Au nom du frère…
Les voies du paradis politique sont révélatrices d’un vieux réflexe national. Quand la transmission générationnelle du pouvoir devient un impératif, le droit s’assimile à la pâte à modeler…Une chose paraît dominer : la volonté du chef. Elle fait foi. Elle est le chemin, la vérité et la vie pour aller vers la grande nation.
Le premier gouvernement du 2e mandat de la 3e République – au nom duquel notre Président a remis l’encens et relancé la messe – a été rendu public le 23 janvier 2026. Et comme c’est souvent le cas chez nous, l’événement n’a pas tant brillé par ce qu’il apporte… que par ce qu’il invente.
Pour son dernier office, le célébrant du jour, prédicateur de Songon, dans l’épître de Mambé 2 aux Ivoiriens, a révélé les mystères de la liturgie politique avec la création d’un poste de vice-Premier ministre. Une fonction qui, à ce jour, ne semble nulle part clairement consacrée dans les textes organiques de notre pays. Ce n’est pas forcément illégal ; mais les voies du paradis politique sont révélatrices d’un vieux réflexe national. Quand la transmission générationnelle du pouvoir devient un impératif, le droit s’assimile à la pâte à modeler…
Rien de nouveau sous le soleil, donc. Les mêmes visages, les mêmes équilibres au nom de la stabilité et de la continuité. Pour la sainte cène des remaniements, on change le calice, on garde le pain et le vin. On appelle ça “réajustement stratégique”, comme si le pays était un tableau Excel qu’on réorganise lorsque la colonne “résultats” refuse de croire aux béatitudes.
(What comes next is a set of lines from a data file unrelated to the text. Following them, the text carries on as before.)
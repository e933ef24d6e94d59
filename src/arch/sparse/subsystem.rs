use serde::{Deserialize, Serialize};

use super::arbiter::{DramArbiter, Upstreams};
use super::decoder::params::{llama_7b_params, LayerParam};
use super::decoder::{BankLink, Decoder, DecoderConfig};
use super::define::{
  ARBITER_UPSTREAMS, BITMAP_BASE, BURST_WORDS, CAM_AGGRESSIVE_THRESHOLD, CAM_CAPACITY, CHANNEL_NUM, FEATURE_BASE,
  WEIGHT_BASE, WRITE_BUFFER_UPSTREAM,
};
use super::dma::{BankPolicy, DmaEngine};
use super::dram::{DramFrontend, FixedLatencyDram};
use super::error::{SimError, SimResult};
use super::event::{BankKind, Event};
use super::packet::Packet;
use super::port::{PortRef, TimingReqPort, TimingRespPort};
use super::source::{SyntheticWords, WordSource};
use super::stats::{Report, Stats};
use super::write_buffer::WriteBuffer;
use super::SimContext;

/// Construction parameters of one subsystem instance.
#[derive(Debug, Clone, PartialEq, Serialize, Deserialize)]
pub struct SubsystemConfig {
  pub banks: usize,
  /// Bursts per DMA command.
  pub burst_lines: usize,
  pub arbiter_capacity: usize,
  pub write_buffer_capacity: usize,
  /// Stop the bitmap engine after this many commands per bank.
  pub bitmap_commands: Option<u64>,
  pub dram_channels: usize,
  pub dram_queue_depth: usize,
  pub dram_read_latency: u64,
  pub dram_write_latency: u64,
  pub cam_capacity: usize,
  pub aggressive_threshold: usize,
  pub seed: u64,
  /// Share of set bits in synthetic bitmaps.
  pub density: f64,
  pub params: Vec<LayerParam>,
  pub max_cycles: u64,
}

impl Default for SubsystemConfig {
  fn default() -> Self {
    Self {
      banks: CHANNEL_NUM,
      burst_lines: BURST_WORDS,
      arbiter_capacity: 4,
      write_buffer_capacity: 8,
      bitmap_commands: None,
      dram_channels: CHANNEL_NUM,
      dram_queue_depth: 16,
      dram_read_latency: 20,
      dram_write_latency: 20,
      cam_capacity: CAM_CAPACITY,
      aggressive_threshold: CAM_AGGRESSIVE_THRESHOLD,
      seed: 0x5EED,
      density: 0.5,
      params: llama_7b_params(),
      max_cycles: 1_000_000,
    }
  }
}

impl SubsystemConfig {
  pub fn validate(&self) -> SimResult<()> {
    if self.banks == 0 || self.banks > CHANNEL_NUM {
      return Err(SimError::config(format!("banks must be within 1..={}, got {}", CHANNEL_NUM, self.banks)));
    }
    if self.burst_lines == 0 {
      return Err(SimError::config("burst_lines must be positive"));
    }
    if self.arbiter_capacity == 0 || self.write_buffer_capacity == 0 || self.dram_queue_depth == 0 {
      return Err(SimError::config("queue capacities must be positive"));
    }
    if self.dram_channels == 0 {
      return Err(SimError::config("dram_channels must be positive"));
    }
    if !(0.0..=1.0).contains(&self.density) {
      return Err(SimError::config(format!("density {} outside [0, 1]", self.density)));
    }
    if self.aggressive_threshold > self.cam_capacity {
      return Err(SimError::config("aggressive_threshold exceeds cam_capacity"));
    }
    Ok(())
  }
}

/// Why a run stopped.
#[derive(Debug, Clone, Copy, PartialEq, Eq, Serialize, Deserialize)]
pub enum RunOutcome {
  /// The last parameter completed.
  Finished,
  CycleLimit,
  /// Nothing left to schedule: some retry obligation was never paid.
  Stalled,
}

/// Events handled at one tick.
#[derive(Debug, Clone, PartialEq, Serialize)]
pub struct TickRecord {
  pub tick: u64,
  pub events: Vec<Event>,
}

/// The DMA engines seen as the arbiter's upstream 0..=2 and the write buffer as 3.
struct UpstreamPorts<'a> {
  dma: &'a mut [DmaEngine; 3],
  write_buffer: &'a mut WriteBuffer,
}

impl Upstreams for UpstreamPorts<'_> {
  fn send_timing_resp(&mut self, upstream: usize, bank: usize, pkt: Packet, ctx: &mut SimContext) -> Result<(), Packet> {
    match BankKind::from_upstream(upstream) {
      Some(kind) => self.dma[kind as usize].recv_timing_resp(bank, pkt, ctx),
      None if upstream == WRITE_BUFFER_UPSTREAM => self.write_buffer.recv_timing_resp(pkt, ctx),
      None => {
        ctx.raise_protocol(format!("response for unknown upstream {}", upstream));
        Err(pkt)
      },
    }
  }
}

/// One DMA engine's request port into the arbiter.
struct ArbiterPort<'a> {
  arbiter: &'a mut DramArbiter,
  upstream: usize,
}

impl TimingReqPort for ArbiterPort<'_> {
  fn send_timing_req(&mut self, bank: usize, pkt: Packet, ctx: &mut SimContext) -> Result<(), Packet> {
    self.arbiter.recv_timing_req(bank, self.upstream, pkt, ctx)
  }
}

/// A DMA engine's consumer-side response port into the decoder.
struct DecoderPort<'a> {
  decoder: &'a mut Decoder,
  write_buffer: &'a mut WriteBuffer,
  kind: BankKind,
}

impl TimingRespPort for DecoderPort<'_> {
  fn send_timing_resp(&mut self, bank: usize, pkt: Packet, ctx: &mut SimContext) -> Result<(), Packet> {
    self.decoder.recv_timing_resp(self.kind, bank, pkt, self.write_buffer, ctx)
  }
}

/// The decoder's request ports into the three DMA engines.
struct DmaLink<'a> {
  dma: &'a mut [DmaEngine; 3],
}

impl BankLink for DmaLink<'_> {
  fn send_req(&mut self, kind: BankKind, bank: usize, pkt: Packet, ctx: &mut SimContext) -> Result<(), Packet> {
    self.dma[kind as usize].recv_timing_req(bank, pkt, ctx)
  }
}

/// Decoder, DMA engines, arbiter, DRAM and write-back buffer of one accelerator.
#[derive(Debug)]
pub struct MemSubsystem {
  ctx: SimContext,
  dma: [DmaEngine; 3],
  arbiter: DramArbiter,
  frontend: DramFrontend,
  write_buffer: WriteBuffer,
  decoder: Decoder,
  max_cycles: u64,
  started: bool,
  fault: Option<SimError>,
}

impl MemSubsystem {
  pub fn new(cfg: &SubsystemConfig) -> SimResult<Self> {
    let source = SyntheticWords::new(cfg.seed, cfg.density);
    Self::with_source(cfg, Box::new(source))
  }

  pub fn with_source(cfg: &SubsystemConfig, source: Box<dyn WordSource>) -> SimResult<Self> {
    cfg.validate()?;
    let banks = cfg.banks;
    let dma = BankKind::ALL.map(|kind| {
      let base = match kind {
        BankKind::Bitmap => BITMAP_BASE,
        BankKind::Weight => WEIGHT_BASE,
        BankKind::Feature => FEATURE_BASE,
      };
      DmaEngine::new(BankPolicy::for_kind(kind, cfg.bitmap_commands), banks, base, cfg.burst_lines)
    });
    let backend = FixedLatencyDram::new(
      cfg.dram_channels,
      cfg.dram_queue_depth,
      cfg.dram_read_latency,
      cfg.dram_write_latency,
    );
    let decoder = Decoder::new(DecoderConfig {
      banks,
      params: cfg.params.clone(),
      cam_capacity: cfg.cam_capacity,
      aggressive_threshold: cfg.aggressive_threshold,
    })?;
    Ok(Self {
      ctx: SimContext::new(banks),
      dma,
      arbiter: DramArbiter::new(banks, ARBITER_UPSTREAMS, cfg.arbiter_capacity),
      frontend: DramFrontend::new(banks, Box::new(backend), source),
      write_buffer: WriteBuffer::new(banks, cfg.write_buffer_capacity),
      decoder,
      max_cycles: cfg.max_cycles,
      started: false,
      fault: None,
    })
  }

  /// Queue the initial DMA commands and the first decoder tick.
  pub fn start(&mut self) {
    if self.started {
      return;
    }
    self.started = true;
    for dma in self.dma.iter_mut() {
      dma.start(&mut self.ctx);
    }
    self.decoder.start(&mut self.ctx);
  }

  pub fn now(&self) -> u64 {
    self.ctx.now()
  }

  pub fn stats(&self) -> &Stats {
    &self.ctx.stats
  }

  pub fn decoder(&self) -> &Decoder {
    &self.decoder
  }

  pub fn dma(&self, kind: BankKind) -> &DmaEngine {
    &self.dma[kind as usize]
  }

  pub fn arbiter(&self) -> &DramArbiter {
    &self.arbiter
  }

  pub fn write_buffer(&self) -> &WriteBuffer {
    &self.write_buffer
  }

  pub fn retired_packets(&self) -> u64 {
    self.ctx.retired()
  }

  /// Every parameter is done and every accepted write has reached DRAM.
  pub fn is_finished(&self) -> bool {
    self.decoder.is_finished() && self.is_drained()
  }

  /// Write-back buffer, arbiter and DRAM frontend hold nothing.
  pub fn is_drained(&self) -> bool {
    self.write_buffer.is_idle() && self.arbiter.is_idle() && self.frontend.is_idle()
  }

  pub fn next_tick(&self) -> Option<u64> {
    self.ctx.sched.next_tick()
  }

  /// The fault that aborted the run, if any.
  pub fn fault(&self) -> Option<&SimError> {
    self.fault.as_ref()
  }

  pub fn max_cycles(&self) -> u64 {
    self.max_cycles
  }

  pub fn report(&self) -> Report {
    self.ctx.stats.report(self.now())
  }

  /// Why the run would stop right now, if it would.
  pub fn outcome(&self) -> Option<RunOutcome> {
    if self.is_finished() {
      return Some(RunOutcome::Finished);
    }
    match self.ctx.sched.next_tick() {
      None => Some(RunOutcome::Stalled),
      Some(t) if t > self.max_cycles => Some(RunOutcome::CycleLimit),
      Some(_) => None,
    }
  }

  /// Handle every event of the earliest pending tick.
  pub fn step(&mut self) -> SimResult<Option<TickRecord>> {
    if let Some(err) = &self.fault {
      return Err(err.clone());
    }
    self.start();
    let Some(tick) = self.ctx.sched.next_tick() else {
      return Ok(None);
    };
    let mut events = Vec::new();
    while self.ctx.sched.next_tick() == Some(tick) {
      let Some((_, event)) = self.ctx.sched.pop() else {
        break;
      };
      self.dispatch(event);
      events.push(event);
      if let Some(err) = self.ctx.take_fault() {
        self.fault = Some(err.clone());
        return Err(err);
      }
    }
    Ok(Some(TickRecord { tick, events }))
  }

  /// Run until finished, stalled or past `max_cycles`.
  ///
  /// The last parameter only ends the run once its write-back has drained.
  pub fn run(&mut self) -> SimResult<RunOutcome> {
    self.run_with(|_| {})
  }

  pub fn run_with(&mut self, mut on_tick: impl FnMut(&TickRecord)) -> SimResult<RunOutcome> {
    self.start();
    loop {
      if let Some(outcome) = self.outcome() {
        log::info!("t={} run stopped: {:?}", self.now(), outcome);
        return Ok(outcome);
      }
      if let Some(record) = self.step()? {
        on_tick(&record);
      }
    }
  }

  fn dispatch(&mut self, event: Event) {
    let ctx = &mut self.ctx;
    match event {
      Event::DmaTick(kind) => {
        let mut port = ArbiterPort {
          arbiter: &mut self.arbiter,
          upstream: kind.upstream(),
        };
        self.dma[kind as usize].tick(&mut port, ctx);
      },
      Event::DmaRespond(kind) => {
        let mut port = DecoderPort {
          decoder: &mut self.decoder,
          write_buffer: &mut self.write_buffer,
          kind,
        };
        self.dma[kind as usize].send_responses(&mut port, ctx);
      },
      Event::Arbitrate => self.arbiter.arbitrate(&mut self.frontend, ctx),
      Event::ArbiterRespond => {
        let mut ups = UpstreamPorts {
          dma: &mut self.dma,
          write_buffer: &mut self.write_buffer,
        };
        self.arbiter.send_responses(&mut ups, ctx);
      },
      Event::DramTick => self.frontend.tick(&mut self.arbiter, ctx),
      Event::WriteDrain => self.write_buffer.drain(&mut self.arbiter, ctx),
      Event::DecoderTick => self.decoder.tick(&mut DmaLink { dma: &mut self.dma }, ctx),
      Event::CamRetry => self.decoder.cam_retry(&mut self.write_buffer, ctx),
      Event::CamClear => self.decoder.clear_cam(&mut self.write_buffer, ctx),
      Event::ReqRetry(target) => match target {
        PortRef::Decoder { kind, bank } => self.decoder.recv_req_retry(kind, bank, ctx),
        PortRef::Upstream { upstream, bank } => match BankKind::from_upstream(upstream) {
          Some(kind) => self.dma[kind as usize].recv_req_retry(bank, ctx),
          None => self.write_buffer.recv_req_retry(bank, &mut self.arbiter, ctx),
        },
        PortRef::Memory { bank } => self.arbiter.recv_req_retry(bank, ctx),
      },
      Event::RespRetry(target) => match target {
        PortRef::Decoder { kind, bank } => {
          let mut port = DecoderPort {
            decoder: &mut self.decoder,
            write_buffer: &mut self.write_buffer,
            kind,
          };
          self.dma[kind as usize].recv_resp_retry(bank, &mut port, ctx);
        },
        PortRef::Upstream { upstream, bank } => {
          let mut ups = UpstreamPorts {
            dma: &mut self.dma,
            write_buffer: &mut self.write_buffer,
          };
          self.arbiter.recv_resp_retry(bank, upstream, &mut ups, ctx);
        },
        PortRef::Memory { bank } => self.frontend.recv_resp_retry(bank, &mut self.arbiter, ctx),
      },
    }
  }
}

#[cfg(test)]
mod tests {
  use super::*;
  use crate::arch::sparse::source::WordImage;

  fn tiny_config(banks: usize) -> SubsystemConfig {
    SubsystemConfig {
      banks,
      burst_lines: 2,
      dram_channels: banks,
      dram_read_latency: 3,
      dram_write_latency: 2,
      params: vec![LayerParam::new("tiny", 32, 0, 256, 16)],
      max_cycles: 20_000,
      ..SubsystemConfig::default()
    }
  }

  #[test]
  fn test_tiny_table_runs_to_completion() {
    let mut sys = MemSubsystem::new(&tiny_config(2)).unwrap();
    assert_eq!(sys.run().unwrap(), RunOutcome::Finished);
    let stats = sys.stats();
    assert_eq!(stats.params_completed, 1);
    assert_eq!(stats.slices_completed, 4, "two slices per bank");
    assert!(stats.dram_bursts > 0);
    assert!(stats.mac_ops > 0);
    assert!(sys.decoder().lanes_valid());
    assert!(sys.retired_packets() > 0);
    assert!(sys.is_drained());
    assert_eq!(stats.dram_writes, stats.writes_enqueued);
  }

  #[test]
  fn test_empty_bitmaps_emit_nothing() {
    let mut sys = MemSubsystem::with_source(&tiny_config(1), Box::new(WordImage::new())).unwrap();
    assert_eq!(sys.run().unwrap(), RunOutcome::Finished);
    assert_eq!(sys.stats().mac_ops, 0);
    assert_eq!(sys.stats().totals().emissions(), 0);
  }

  #[test]
  fn test_cycle_limit_stops_the_run() {
    let cfg = SubsystemConfig {
      max_cycles: 50,
      ..tiny_config(1)
    };
    let mut sys = MemSubsystem::new(&cfg).unwrap();
    assert_eq!(sys.run().unwrap(), RunOutcome::CycleLimit);
    assert!(sys.now() <= 50);
  }

  #[test]
  fn test_run_is_deterministic() {
    let run = || {
      let mut sys = MemSubsystem::new(&tiny_config(2)).unwrap();
      let mut ticks = Vec::new();
      sys.run_with(|r| ticks.push(r.clone())).unwrap();
      (sys.report(), ticks)
    };
    assert_eq!(run(), run());
  }

  #[test]
  fn test_bad_config_fails_fast() {
    assert!(MemSubsystem::new(&SubsystemConfig {
      banks: 0,
      ..SubsystemConfig::default()
    })
    .is_err());
    assert!(MemSubsystem::new(&SubsystemConfig {
      density: 1.5,
      ..SubsystemConfig::default()
    })
    .is_err());
  }
}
Une chose paraît dominer : la volonté du chef. Elle fait foi. Elle est le chemin, la vérité et la vie pour aller vers la grande nation.
On peut répondre amen ou protester, pour ceux qui en ont encore le courage. La religion politique a aussi droit à son schisme. Mais on devrait au moins la nommer : ce n’est plus l’architecture institutionnelle qui commande, c’est le testament du chef.